--- Aim of the exercise ---
Would you return every entry below without a single difference?

--- Record extracts ---
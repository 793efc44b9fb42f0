//! Workbook reading.
//!
//! Opens the workbook with calamine, checks that the required sheets exist
//! and maps each sheet onto typed records.

mod sheet;

pub use sheet::{read_image_index, read_records, HeaderIndex};

use crate::config::ReportConfig;
use crate::detect;
use crate::error::{Error, Result};
use crate::model::{ImageIndex, PatentWorkbook, RecordKind};
use calamine::{open_workbook_auto, open_workbook_auto_from_rs, Reader, Sheets};
use std::io::{Cursor, Read, Seek};
use std::path::Path;

/// Reads patent watch workbooks.
#[derive(Debug, Clone)]
pub struct WorkbookReader<'a> {
    config: &'a ReportConfig,
}

impl<'a> WorkbookReader<'a> {
    /// Create a reader using the given configuration.
    pub fn new(config: &'a ReportConfig) -> Self {
        Self { config }
    }

    /// Read a workbook from a file path.
    pub fn read_path<P: AsRef<Path>>(&self, path: P) -> Result<PatentWorkbook> {
        let path = path.as_ref();
        detect::ensure_workbook(path)?;
        log::info!("Reading workbook {}", path.display());
        let mut workbook = open_workbook_auto(path)?;
        self.read_sheets(&mut workbook)
    }

    /// Read a workbook from bytes.
    pub fn read_bytes(&self, data: Vec<u8>) -> Result<PatentWorkbook> {
        detect::detect_format_from_bytes(&data)?;
        let mut workbook = open_workbook_auto_from_rs(Cursor::new(data))?;
        self.read_sheets(&mut workbook)
    }

    fn read_sheets<RS: Read + Seek>(&self, workbook: &mut Sheets<RS>) -> Result<PatentWorkbook> {
        let sheet_names = workbook.sheet_names();
        let sheets = &self.config.sheets;

        // Resolve both required sheets before reading anything.
        let fp_sheet = require_sheet(&sheet_names, sheets.for_kind(RecordKind::FirstPublication))?;
        let gp_sheet = require_sheet(&sheet_names, sheets.for_kind(RecordKind::GrantedPatent))?;

        let mut result = PatentWorkbook::new();
        for (kind, name) in [
            (RecordKind::FirstPublication, fp_sheet),
            (RecordKind::GrantedPatent, gp_sheet),
        ] {
            let range = workbook.worksheet_range(&name)?;
            let records = read_records(&range, &self.config.columns, kind, &name);
            log::info!("{}: {} records from sheet '{}'", kind, records.len(), name);
            match kind {
                RecordKind::FirstPublication => result.first_publications = records,
                RecordKind::GrantedPatent => result.granted_patents = records,
            }
        }

        result.images = match find_sheet(&sheet_names, &sheets.images) {
            Some(name) => match workbook.worksheet_range(&name) {
                Ok(range) => read_image_index(&range, &self.config.columns, &name),
                Err(e) => {
                    log::warn!("Could not read image sheet '{}': {}", name, e);
                    ImageIndex::new()
                }
            },
            None => {
                log::warn!(
                    "No image sheet found (looked for {}); reports will have no images",
                    sheets.images.join(", ")
                );
                ImageIndex::new()
            }
        };

        result.sheet_names = sheet_names;
        Ok(result)
    }
}

/// Find the first candidate present in the workbook.
///
/// Exact names win over case-insensitive matches.
pub fn find_sheet(available: &[String], candidates: &[String]) -> Option<String> {
    candidates
        .iter()
        .find_map(|c| available.iter().find(|a| *a == c))
        .or_else(|| {
            candidates.iter().find_map(|c| {
                available
                    .iter()
                    .find(|a| a.trim().eq_ignore_ascii_case(c.trim()))
            })
        })
        .cloned()
}

fn require_sheet(available: &[String], candidates: &[String]) -> Result<String> {
    find_sheet(available, candidates).ok_or_else(|| Error::MissingSheet {
        wanted: candidates
            .iter()
            .map(|c| format!("\"{}\"", c))
            .collect::<Vec<_>>()
            .join(" or "),
        available: available.join(", "),
    })
}

/// Read a workbook from a file path with the given configuration.
pub fn read_workbook<P: AsRef<Path>>(path: P, config: &ReportConfig) -> Result<PatentWorkbook> {
    WorkbookReader::new(config).read_path(path)
}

--- Task result ---
repository 793efc44b9fb42f0
//! Workbook reading.
//!
//! Opens the workbook with calamine, checks that the required sheets exist
//! and maps each sheet onto typed records.

mod sheet;

pub use sheet::{read_image_index, read_records, HeaderIndex};

use crate::config::ReportConfig;
use crate::detect;
use crate::error::{Error, Result};
use crate::model::{ImageIndex, PatentWorkbook, RecordKind};
use calamine::{open_workbook_auto, open_workbook_auto_from_rs, Reader, Sheets};
use std::io::{Cursor, Read, Seek};
use std::path::Path;

/// Reads patent watch workbooks.
#[derive(Debug, Clone)]
pub struct WorkbookReader<'a> {
    config: &'a ReportConfig,
}

impl<'a> WorkbookReader<'a> {
    /// Create a reader using the given configuration.
    pub fn new(config: &'a ReportConfig) -> Self {
        Self { config }
    }

    /// Read a workbook from a file path.
    pub fn read_path<P: AsRef<Path>>(&self, path: P) -> Result<PatentWorkbook> {
        let path = path.as_ref();
        detect::ensure_workbook(path)?;
        log::info!("Reading workbook {}", path.display());
        let mut workbook = open_workbook_auto(path)?;
        self.read_sheets(&mut workbook)
    }

    /// Read a workbook from bytes.
    pub fn read_bytes(&self, data: Vec<u8>) -> Result<PatentWorkbook> {
        detect::detect_format_from_bytes(&data)?;
        let mut workbook = open_workbook_auto_from_rs(Cursor::new(data))?;
        self.read_sheets(&mut workbook)
    }

    fn read_sheets<RS: Read + Seek>(&self, workbook: &mut Sheets<RS>) -> Result<PatentWorkbook> {
        let sheet_names = workbook.sheet_names();
        let sheets = &self.config.sheets;

        // Resolve both required sheets before reading anything.
        let fp_sheet = require_sheet(&sheet_names, sheets.for_kind(RecordKind::FirstPublication))?;
        let gp_sheet = require_sheet(&sheet_names, sheets.for_kind(RecordKind::GrantedPatent))?;

        let mut result = PatentWorkbook::new();
        for (kind, name) in [
            (RecordKind::FirstPublication, fp_sheet),
            (RecordKind::GrantedPatent, gp_sheet),
        ] {
            let range = workbook.worksheet_range(&name)?;
            let records = read_records(&range, &self.config.columns, kind, &name);
            log::info!("{}: {} records from sheet '{}'", kind, records.len(), name);
            match kind {
                RecordKind::FirstPublication => result.first_publications = records,
                RecordKind::GrantedPatent => result.granted_patents = records,
            }
        }

        result.images = match find_sheet(&sheet_names, &sheets.images) {
            Some(name) => match workbook.worksheet_range(&name) {
                Ok(range) => read_image_index(&range, &self.config.columns, &name),
                Err(e) => {
                    log::warn!("Could not read image sheet '{}': {}", name, e);
                    ImageIndex::new()
                }
            },
            None => {
                log::warn!(
                    "No image sheet found (looked for {}); reports will have no images",
                    sheets.images.join(", ")
                );
                ImageIndex::new()
            }
        };

        result.sheet_names = sheet_names;
        Ok(result)
    }
}

/// Find the first candidate present in the workbook.
///
/// Exact names win over case-insensitive matches.
pub fn find_sheet(available: &[String], candidates: &[String]) -> Option<String> {
    candidates
        .iter()
        .find_map(|c| available.iter().find(|a| *a == c))
        .or_else(|| {
            candidates.iter().find_map(|c| {
                available
                    .iter()
                    .find(|a| a.trim().eq_ignore_ascii_case(c.trim()))
            })
        })
        .cloned()
}

fn require_sheet(available: &[String], candidates: &[String]) -> Result<String> {
    find_sheet(available, candidates).ok_or_else(|| Error::MissingSheet {
        wanted: candidates
            .iter()
            .map(|c| format!("\"{}\"", c))
            .collect::<Vec<_>>()
            .join(" or "),
        available: available.join(", "),
    })
}

/// Read a workbook from a file path with the given configuration.
pub fn read_workbook<P: AsRef<Path>>(path: P, config: &ReportConfig) -> Result<PatentWorkbook> {
    WorkbookReader::new(config).read_path(path)
}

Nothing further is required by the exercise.